Within the records below is a range that opens at the line with "pub use event::ThreadIdentity;" and closes at the line with "pub use store::Store;". Return that range word for word, both ends included, and only that range.

☆ ☆ ☆ ☆ ☆

//! Session, Message and QueuedMessage (§3).

use std::collections::HashMap;

use chrono::DateTime;
use chrono::Utc;
use serde::Deserialize;
use serde::Serialize;

use crate::config::ModeHash;
use crate::event::ThreadIdentity;
use crate::permission::CompletedRequest;
use crate::permission::PermissionRequest;

#[derive(Debug, Clone, PartialEq, Eq, Hash, Serialize, Deserialize)]
pub struct SessionId {
    pub id: String,
    pub namespace: String,
}

/// Free-form metadata bag. Always carries at least `path`, `flavor`, and a
/// resume token under an agent-specific key (e.g. `codexSessionId`); callers
/// may stash additional fields.
#[derive(Debug, Clone, Default, PartialEq, Serialize, Deserialize)]
pub struct SessionMetadata {
    pub path: String,
    pub flavor: String,
    #[serde(default, skip_serializing_if = "Option::is_none")]
    pub resume_token: Option<String>,
    #[serde(flatten)]
    pub extra: HashMap<String, serde_json::Value>,
}

#[derive(Debug, Clone, Default, PartialEq, Serialize, Deserialize)]
pub struct TodoItem {
    pub text: String,
    pub done: bool,
}

#[derive(Debug, Clone, Default, PartialEq, Serialize, Deserialize)]
pub struct SessionTodos {
    pub items: Vec<TodoItem>,
    #[serde(default, skip_serializing_if = "Option::is_none")]
    pub updated_at: Option<DateTime<Utc>>,
}

#[derive(Debug, Clone, Default, PartialEq, Serialize, Deserialize)]
pub struct AgentState {
    pub requests: HashMap<String, PermissionRequest>,
    pub completed_requests: HashMap<String, CompletedRequest>,
    #[serde(default)]
    pub thread_identity: ThreadIdentity,
}

/// The hub's persistent identity for a conversation across restarts.
///
/// Ownership: exclusively owned by one `SessionLoop` for its lifetime;
/// published to collaborators by identity only (§3 Invariants).
#[derive(Debug, Clone, PartialEq, Serialize, Deserialize)]
pub struct Session {
    pub id: SessionId,
    pub metadata: SessionMetadata,
    pub metadata_version: u64,
    pub agent_state: AgentState,
    pub agent_state_version: u64,
    pub active: bool,
    pub todos: SessionTodos,
}

impl Session {
    pub fn new(id: SessionId, metadata: SessionMetadata) -> Self {
        Self {
            id,
            metadata,
            metadata_version: 0,
            agent_state: AgentState::default(),
            agent_state_version: 0,
            active: true,
            todos: SessionTodos::default(),
        }
    }
}

/// Immutable once admitted (§3).
#[derive(Debug, Clone, PartialEq, Serialize, Deserialize)]
pub struct Message {
    pub id: String,
    pub seq: u64,
    #[serde(default, skip_serializing_if = "Option::is_none")]
    pub local_id: Option<String>,
    pub created_at: DateTime<Utc>,
    pub content: serde_json::Value,
}

/// Permission policy + model selection carried alongside a queued user
/// message (§3).
#[derive(Debug, Clone, PartialEq, Eq, Serialize, Deserialize)]
pub struct TurnMode {
    pub permission_mode: crate::config::PermissionMode,
    #[serde(default, skip_serializing_if = "Option::is_none")]
    pub model: Option<String>,
    #[serde(default)]
    pub collaboration_mode: crate::config::CollaborationMode,
}

/// `/new`, `/clear`, `/model` — the closed set of isolated commands
/// (GLOSSARY). Anything else is forwarded verbatim.
#[derive(Debug, Clone, Copy, PartialEq, Eq, Serialize, Deserialize)]
#[serde(rename_all = "snake_case")]
pub enum IsolateCommand {
    New,
    Clear,
    Model,
}

impl IsolateCommand {
    /// Classify a raw queued message's text. `/model` matches only the bare
    /// command, not its arguments (e.g. `/model o3` is still isolated, but
    /// this only inspects the leading token).
    pub fn classify(text: &str) -> Option<Self> {
        let first_token = text.trim().split_whitespace().next()?;
        match first_token {
            "/new" => Some(Self::New),
            "/clear" => Some(Self::Clear),
            "/model" => Some(Self::Model),
            _ => None,
        }
    }

    pub fn status_message(self) -> &'static str {
        match self {
            Self::New => "Started a new conversation",
            Self::Clear => "Cleared the conversation",
            Self::Model => "Switched model",
        }
    }
}

#[derive(Debug, Clone, PartialEq, Eq, Serialize, Deserialize)]
pub struct QueuedMessage {
    pub text: String,
    pub mode: TurnMode,
    pub isolate: Option<IsolateCommand>,
    pub hash: ModeHash,
}

impl QueuedMessage {
    pub fn new(text: impl Into<String>, mode: TurnMode) -> Self {
        let text = text.into();
        let isolate = IsolateCommand::classify(&text);
        let hash = ModeHash::compute(&mode);
        Self {
            text,
            mode,
            isolate,
            hash,
        }
    }

    pub fn is_isolated(&self) -> bool {
        self.isolate.is_some()
    }
}
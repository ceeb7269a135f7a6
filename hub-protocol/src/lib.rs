//! Shared data model for the agent orchestration hub.
//!
//! Mirrors the role `codex-protocol` plays in the upstream Codex workspace:
//! a dependency-light crate of wire/domain types that both the transport
//! layer and the orchestration core can depend on without pulling in
//! process-spawning or I/O code.

pub mod config;
pub mod event;
pub mod permission;
pub mod session;
pub mod store;

pub use config::ApprovalPolicy;
pub use config::CollaborationMode;
pub use config::HubConfig;
pub use config::ModeHash;
pub use config::PermissionMode;
pub use config::SandboxMode;
pub use event::AgentEvent;
pub use event::ThreadIdentity;
pub use permission::PermissionDecision;
pub use permission::PermissionKind;
pub use permission::PermissionRequest;
pub use session::IsolateCommand;
pub use session::Message;
pub use session::QueuedMessage;
pub use session::Session;
pub use session::SessionId;
pub use session::TurnMode;
pub use store::RpcHandler;
pub use store::SessionEvent;
pub use store::SessionEventSink;
pub use store::Store;
pub use store::UpdateOutcome;
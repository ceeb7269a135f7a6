//! Structured logging init (§B.1), mirroring the way the agent's own
//! MCP server installs a subscriber: stderr writer, `RUST_LOG`-controlled
//! level, once per process.

use tracing_subscriber::EnvFilter;

/// Installs a global `tracing` subscriber writing to stderr so stdout stays
/// free for whichever wire protocol is running on it. Safe to call more than
/// once; only the first call takes effect.
pub fn init_logging() {
    let filter = EnvFilter::try_from_default_env().unwrap_or_else(|_| EnvFilter::new("info"));
    let _ = tracing_subscriber::fmt()
        .with_env_filter(filter)
        .with_writer(std::io::stderr)
        .try_init();
}
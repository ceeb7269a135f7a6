//! Version-conflict retry helper (supplemented feature): the store's
//! `(metadata_version, agent_state_version)` invariant implies a
//! caller-visible conflict result every real caller needs to retry on,
//! mirroring the "retry with the returned current value" idiom the
//! rollout/conversation-manager code follows for store writes.

use std::future::Future;

use hub_protocol::store::UpdateOutcome;

const MAX_ATTEMPTS: usize = 5;

/// Calls `attempt(expected_version)` until it stops reporting
/// `VersionMismatch`, a hard error occurs, or `MAX_ATTEMPTS` is exhausted.
/// On a mismatch, the next attempt uses the version the store reported as
/// current rather than the caller's stale one.
pub async fn retry_on_version_mismatch<T, F, Fut>(
    mut expected_version: u64,
    mut attempt: F,
) -> anyhow::Result<UpdateOutcome<T>>
where
    F: FnMut(u64) -> Fut,
    Fut: Future<Output = anyhow::Result<UpdateOutcome<T>>>,
{
    for _ in 0..MAX_ATTEMPTS {
        match attempt(expected_version).await? {
            UpdateOutcome::VersionMismatch { version, .. } => {
                expected_version = version;
                continue;
            }
            other => return Ok(other),
        }
    }
    attempt(expected_version).await
}

#[cfg(test)]
mod tests {
    #![allow(clippy::unwrap_used, clippy::expect_used)]
    use super::*;
    use std::sync::atomic::AtomicU64;
    use std::sync::atomic::Ordering;

    #[tokio::test]
    async fn succeeds_immediately_when_versions_already_match() {
        let calls = AtomicU64::new(0);
        let result = retry_on_version_mismatch(3, |version| {
            calls.fetch_add(1, Ordering::SeqCst);
            async move {
                assert_eq!(version, 3);
                Ok(UpdateOutcome::Success { version: 4, value: "ok" })
            }
        })
        .await
        .unwrap();
        assert_eq!(result, UpdateOutcome::Success { version: 4, value: "ok" });
        assert_eq!(calls.load(Ordering::SeqCst), 1);
    }

    #[tokio::test]
    async fn retries_with_reported_current_version_then_succeeds() {
        let current = std::sync::Arc::new(AtomicU64::new(7));
        let current_for_attempt = current.clone();
        let result = retry_on_version_mismatch(1, move |version| {
            let current = current_for_attempt.clone();
            async move {
                if version == current.load(Ordering::SeqCst) {
                    Ok(UpdateOutcome::Success { version: version + 1, value: "ok" })
                } else {
                    Ok(UpdateOutcome::VersionMismatch {
                        version: current.load(Ordering::SeqCst),
                        value: "stale",
                    })
                }
            }
        })
        .await
        .unwrap();
        assert_eq!(result, UpdateOutcome::Success { version: 8, value: "ok" });
    }

    #[tokio::test]
    async fn gives_up_after_max_attempts_of_persistent_mismatch() {
        let result = retry_on_version_mismatch(0, |version| async move {
            Ok::<_, anyhow::Error>(UpdateOutcome::VersionMismatch {
                version: version + 1,
                value: "stale",
            })
        })
        .await
        .unwrap();
        assert!(matches!(result, UpdateOutcome::VersionMismatch { .. }));
    }
}
//! The shared message queue (§5 "Shared state"). FIFO, deduplicated by
//! `localId` at admission time, with a `pushIsolateAndClear` operation used
//! to inject `/new | /clear | /model` sentinels ahead of everything queued.

use std::collections::HashSet;
use std::collections::VecDeque;
use std::sync::Mutex;

use hub_protocol::session::QueuedMessage;

pub type OnMessage = Box<dyn Fn(&QueuedMessage) + Send + Sync>;

#[derive(Default)]
struct Inner {
    items: VecDeque<QueuedMessage>,
    seen_local_ids: HashSet<String>,
    callback: Option<OnMessage>,
}

/// Shared between the `SessionLoop` and whichever launcher is currently
/// active; the launcher installs/removes the on-message callback (§5).
#[derive(Default)]
pub struct MessageQueue {
    inner: Mutex<Inner>,
}

impl MessageQueue {
    pub fn new() -> Self {
        Self::default()
    }

    /// Admits a message, deduplicating by `local_id` (messages without one
    /// are never deduplicated). Returns `false` if the message was dropped
    /// as a duplicate.
    pub fn push(&self, local_id: Option<String>, message: QueuedMessage) -> bool {
        let mut inner = self.inner.lock().unwrap_or_else(|e| e.into_inner());
        if let Some(id) = &local_id {
            if !inner.seen_local_ids.insert(id.clone()) {
                return false;
            }
        }
        inner.items.push_back(message.clone());
        if let Some(cb) = &inner.callback {
            cb(&message);
        }
        true
    }

    /// Drops everything queued and pushes a single isolate-command message
    /// (`/new`, `/clear`, `/model`) as the sole pending item.
    pub fn push_isolate_and_clear(&self, message: QueuedMessage) {
        debug_assert!(message.is_isolated(), "pushIsolateAndClear requires an isolated command");
        let mut inner = self.inner.lock().unwrap_or_else(|e| e.into_inner());
        inner.items.clear();
        inner.items.push_back(message.clone());
        if let Some(cb) = &inner.callback {
            cb(&message);
        }
    }

    pub fn pop_front(&self) -> Option<QueuedMessage> {
        self.inner.lock().unwrap_or_else(|e| e.into_inner()).items.pop_front()
    }

    pub fn peek_front(&self) -> Option<QueuedMessage> {
        self.inner.lock().unwrap_or_else(|e| e.into_inner()).items.front().cloned()
    }

    pub fn is_empty(&self) -> bool {
        self.inner.lock().unwrap_or_else(|e| e.into_inner()).items.is_empty()
    }

    pub fn len(&self) -> usize {
        self.inner.lock().unwrap_or_else(|e| e.into_inner()).items.len()
    }

    pub fn set_on_message(&self, callback: Option<OnMessage>) {
        self.inner.lock().unwrap_or_else(|e| e.into_inner()).callback = callback;
    }
}

#[cfg(test)]
mod tests {
    #![allow(clippy::unwrap_used, clippy::expect_used)]
    use super::*;
    use hub_protocol::config::CollaborationMode;
    use hub_protocol::config::PermissionMode;
    use hub_protocol::session::TurnMode;

    fn mode() -> TurnMode {
        TurnMode {
            permission_mode: PermissionMode::Default,
            model: None,
            collaboration_mode: CollaborationMode::Default,
        }
    }

    #[test]
    fn duplicate_local_id_is_dropped() {
        let queue = MessageQueue::new();
        let admitted = queue.push(Some("a".into()), QueuedMessage::new("hi", mode()));
        assert!(admitted);
        let admitted_again = queue.push(Some("a".into()), QueuedMessage::new("hi again", mode()));
        assert!(!admitted_again);
        assert_eq!(queue.len(), 1);
    }

    #[test]
    fn fifo_ordering_is_preserved() {
        let queue = MessageQueue::new();
        queue.push(None, QueuedMessage::new("first", mode()));
        queue.push(None, QueuedMessage::new("second", mode()));
        assert_eq!(queue.pop_front().unwrap().text, "first");
        assert_eq!(queue.pop_front().unwrap().text, "second");
    }

    #[test]
    fn push_isolate_and_clear_discards_pending_items() {
        let queue = MessageQueue::new();
        queue.push(None, QueuedMessage::new("pending", mode()));
        queue.push_isolate_and_clear(QueuedMessage::new("/new", mode()));
        assert_eq!(queue.len(), 1);
        assert_eq!(queue.pop_front().unwrap().text, "/new");
    }

    #[test]
    fn callback_fires_on_admission() {
        let queue = MessageQueue::new();
        let seen = std::sync::Arc::new(std::sync::Mutex::new(Vec::new()));
        let seen_clone = seen.clone();
        queue.set_on_message(Some(Box::new(move |m| seen_clone.lock().unwrap().push(m.text.clone()))));
        queue.push(None, QueuedMessage::new("hi", mode()));
        assert_eq!(*seen.lock().unwrap(), vec!["hi".to_string()]);
    }
}
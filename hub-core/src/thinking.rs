//! C4: the idle finalizer / `thinking` state machine (§4.9).
//!
//! The essential invariant: the finalizer must never clear `thinking` while
//! `ThinkingState::InFlight` — a stale `ready` must not fire mid-turn.

use hub_protocol::store::SessionEvent;
use hub_protocol::store::SessionEventSink;

#[derive(Debug, Clone, Copy, PartialEq, Eq)]
pub enum ThinkingState {
    Idle,
    Pending,
    InFlight,
}

pub struct ThinkingFsm {
    state: ThinkingState,
    thinking: bool,
}

impl Default for ThinkingFsm {
    fn default() -> Self {
        Self {
            state: ThinkingState::Idle,
            thinking: false,
        }
    }
}

impl ThinkingFsm {
    pub fn new() -> Self {
        Self::default()
    }

    pub fn state(&self) -> ThinkingState {
        self.state
    }

    pub fn is_thinking(&self) -> bool {
        self.thinking
    }

    pub fn on_user_message_accepted(&mut self) {
        self.thinking = true;
        self.state = ThinkingState::Pending;
    }

    pub fn on_turn_started(&mut self) {
        self.state = ThinkingState::InFlight;
        self.thinking = true;
    }

    pub fn on_turn_terminal(&mut self) {
        self.thinking = false;
        self.state = ThinkingState::Idle;
    }

    pub fn on_abort(&mut self) {
        self.thinking = false;
        self.state = ThinkingState::Idle;
    }

    pub fn on_isolated_command(&mut self) {
        self.thinking = false;
        self.state = ThinkingState::Idle;
    }

    /// Runs after each loop-body `finally`. Never clears `thinking` while
    /// `InFlight`; emits `ready` only when nothing further is staged, the
    /// queue is empty, and shutdown hasn't been requested.
    pub fn finalize(&mut self, queue_empty: bool, has_staged_message: bool, shutdown_requested: bool, sink: &dyn SessionEventSink) {
        if self.state == ThinkingState::InFlight {
            return;
        }
        self.thinking = false;
        if queue_empty && !has_staged_message && !shutdown_requested {
            sink.emit(SessionEvent::Ready);
        }
    }
}

#[cfg(test)]
mod tests {
    #![allow(clippy::unwrap_used, clippy::expect_used)]
    use super::*;
    use std::sync::Arc;
    use std::sync::Mutex;

    #[derive(Default)]
    struct RecordingSink {
        events: Arc<Mutex<Vec<SessionEvent>>>,
    }

    impl SessionEventSink for RecordingSink {
        fn emit(&self, event: SessionEvent) {
            self.events.lock().unwrap().push(event);
        }
    }

    #[test]
    fn finalizer_never_clears_thinking_while_in_flight() {
        let mut fsm = ThinkingFsm::new();
        fsm.on_user_message_accepted();
        fsm.on_turn_started();
        let sink = RecordingSink::default();
        fsm.finalize(true, false, false, &sink);
        assert!(fsm.is_thinking(), "thinking must stay true while a turn is in flight");
        assert!(sink.events.lock().unwrap().is_empty(), "ready must not fire mid-turn");
    }

    #[test]
    fn finalizer_emits_ready_when_idle_and_queue_empty() {
        let mut fsm = ThinkingFsm::new();
        fsm.on_user_message_accepted();
        fsm.on_turn_started();
        fsm.on_turn_terminal();
        let sink = RecordingSink::default();
        fsm.finalize(true, false, false, &sink);
        assert!(!fsm.is_thinking());
        assert_eq!(*sink.events.lock().unwrap(), vec![SessionEvent::Ready]);
    }

    #[test]
    fn finalizer_withholds_ready_when_queue_nonempty_or_staged_or_shutting_down() {
        let sink = RecordingSink::default();

        let mut fsm = ThinkingFsm::new();
        fsm.on_turn_terminal();
        fsm.finalize(false, false, false, &sink);
        assert!(sink.events.lock().unwrap().is_empty(), "nonempty queue withholds ready");

        fsm.finalize(true, true, false, &sink);
        assert!(sink.events.lock().unwrap().is_empty(), "staged message withholds ready");

        fsm.finalize(true, false, true, &sink);
        assert!(sink.events.lock().unwrap().is_empty(), "shutdown withholds ready");
    }

    #[test]
    fn abort_and_isolated_command_clear_thinking_and_return_to_idle() {
        let mut fsm = ThinkingFsm::new();
        fsm.on_user_message_accepted();
        fsm.on_abort();
        assert!(!fsm.is_thinking());
        assert_eq!(fsm.state(), ThinkingState::Idle);

        fsm.on_user_message_accepted();
        fsm.on_isolated_command();
        assert!(!fsm.is_thinking());
        assert_eq!(fsm.state(), ThinkingState::Idle);
    }
}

☆ ☆ ☆ ☆ ☆

EXERCISE RESPONSE:
pub use event::ThreadIdentity;
pub use permission::PermissionDecision;
pub use permission::PermissionKind;
pub use permission::PermissionRequest;
pub use session::IsolateCommand;
pub use session::Message;
pub use session::QueuedMessage;
pub use session::Session;
pub use session::SessionId;
pub use session::TurnMode;
pub use store::RpcHandler;
pub use store::SessionEvent;
pub use store::SessionEventSink;
pub use store::Store;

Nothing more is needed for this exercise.